# Description of the task
Copy, from the material below, each line where "filename" shows up.
Exercise inputs Block Start
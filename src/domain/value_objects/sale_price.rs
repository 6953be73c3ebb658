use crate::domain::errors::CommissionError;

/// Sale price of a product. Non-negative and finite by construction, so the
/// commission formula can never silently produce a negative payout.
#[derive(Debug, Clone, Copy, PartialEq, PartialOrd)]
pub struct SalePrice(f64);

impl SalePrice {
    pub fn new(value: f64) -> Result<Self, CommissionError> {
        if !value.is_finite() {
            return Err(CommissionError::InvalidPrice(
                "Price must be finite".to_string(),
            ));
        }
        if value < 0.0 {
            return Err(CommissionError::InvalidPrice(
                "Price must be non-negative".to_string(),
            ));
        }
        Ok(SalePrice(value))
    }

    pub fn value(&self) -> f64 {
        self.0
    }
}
Exercise inputs Block End
Exercise inputs Block Start
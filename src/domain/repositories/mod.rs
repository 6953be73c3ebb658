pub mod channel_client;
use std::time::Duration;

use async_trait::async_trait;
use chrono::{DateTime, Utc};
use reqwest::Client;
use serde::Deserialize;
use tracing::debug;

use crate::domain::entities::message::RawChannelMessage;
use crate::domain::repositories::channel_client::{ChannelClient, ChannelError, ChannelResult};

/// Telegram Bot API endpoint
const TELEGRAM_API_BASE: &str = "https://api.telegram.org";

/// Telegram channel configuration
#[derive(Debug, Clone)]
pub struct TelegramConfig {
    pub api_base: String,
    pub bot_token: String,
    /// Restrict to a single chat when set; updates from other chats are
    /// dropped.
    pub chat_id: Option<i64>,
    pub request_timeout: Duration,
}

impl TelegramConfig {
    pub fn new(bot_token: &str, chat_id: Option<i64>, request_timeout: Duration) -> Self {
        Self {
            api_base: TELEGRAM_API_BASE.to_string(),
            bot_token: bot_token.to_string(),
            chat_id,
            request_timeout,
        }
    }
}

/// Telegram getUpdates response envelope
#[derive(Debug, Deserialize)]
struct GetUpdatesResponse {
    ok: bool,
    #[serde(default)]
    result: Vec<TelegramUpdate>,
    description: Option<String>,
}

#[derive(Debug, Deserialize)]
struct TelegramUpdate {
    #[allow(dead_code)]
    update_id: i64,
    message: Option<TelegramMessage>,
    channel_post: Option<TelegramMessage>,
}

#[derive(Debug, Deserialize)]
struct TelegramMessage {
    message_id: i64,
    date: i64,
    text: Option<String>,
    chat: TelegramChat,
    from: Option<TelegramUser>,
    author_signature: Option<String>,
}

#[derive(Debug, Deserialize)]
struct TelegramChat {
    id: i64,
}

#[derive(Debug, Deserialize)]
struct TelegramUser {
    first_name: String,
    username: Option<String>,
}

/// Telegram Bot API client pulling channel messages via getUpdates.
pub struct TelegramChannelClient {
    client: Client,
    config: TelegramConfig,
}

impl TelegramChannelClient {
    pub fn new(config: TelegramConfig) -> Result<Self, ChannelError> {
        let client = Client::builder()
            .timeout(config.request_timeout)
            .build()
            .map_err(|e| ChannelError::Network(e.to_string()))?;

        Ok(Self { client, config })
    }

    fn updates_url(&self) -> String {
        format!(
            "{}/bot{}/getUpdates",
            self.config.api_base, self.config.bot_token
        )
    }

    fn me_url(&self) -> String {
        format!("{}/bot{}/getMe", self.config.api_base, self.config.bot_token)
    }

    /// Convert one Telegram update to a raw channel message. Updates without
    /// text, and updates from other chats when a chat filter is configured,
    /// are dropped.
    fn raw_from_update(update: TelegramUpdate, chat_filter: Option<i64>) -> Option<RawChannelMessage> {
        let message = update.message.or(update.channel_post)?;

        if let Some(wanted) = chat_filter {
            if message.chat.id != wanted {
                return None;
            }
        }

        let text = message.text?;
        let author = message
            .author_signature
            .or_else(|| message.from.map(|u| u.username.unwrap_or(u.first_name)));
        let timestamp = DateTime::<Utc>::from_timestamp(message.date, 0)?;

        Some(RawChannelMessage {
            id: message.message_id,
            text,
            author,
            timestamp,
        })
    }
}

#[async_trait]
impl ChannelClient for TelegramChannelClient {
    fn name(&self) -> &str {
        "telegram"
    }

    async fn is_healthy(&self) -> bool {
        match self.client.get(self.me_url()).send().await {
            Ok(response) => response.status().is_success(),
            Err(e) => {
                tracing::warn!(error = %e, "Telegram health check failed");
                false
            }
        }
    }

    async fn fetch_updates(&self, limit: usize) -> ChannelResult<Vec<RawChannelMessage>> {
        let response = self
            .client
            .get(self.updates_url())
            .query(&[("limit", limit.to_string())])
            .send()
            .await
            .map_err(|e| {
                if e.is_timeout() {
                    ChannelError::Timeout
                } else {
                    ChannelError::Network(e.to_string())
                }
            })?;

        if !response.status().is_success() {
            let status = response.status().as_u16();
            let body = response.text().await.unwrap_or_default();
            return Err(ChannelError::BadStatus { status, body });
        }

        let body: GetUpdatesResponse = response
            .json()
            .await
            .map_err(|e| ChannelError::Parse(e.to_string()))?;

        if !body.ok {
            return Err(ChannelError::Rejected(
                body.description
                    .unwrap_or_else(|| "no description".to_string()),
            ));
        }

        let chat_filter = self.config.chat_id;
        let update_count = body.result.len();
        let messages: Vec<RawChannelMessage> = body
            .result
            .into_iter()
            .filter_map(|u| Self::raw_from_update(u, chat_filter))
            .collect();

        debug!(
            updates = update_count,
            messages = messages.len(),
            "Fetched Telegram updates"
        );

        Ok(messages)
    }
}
Exercise inputs Block End
# Completed exercise
filename src/domain/value_objects/sale_price.rs
filename src/domain/repositories/mod.rs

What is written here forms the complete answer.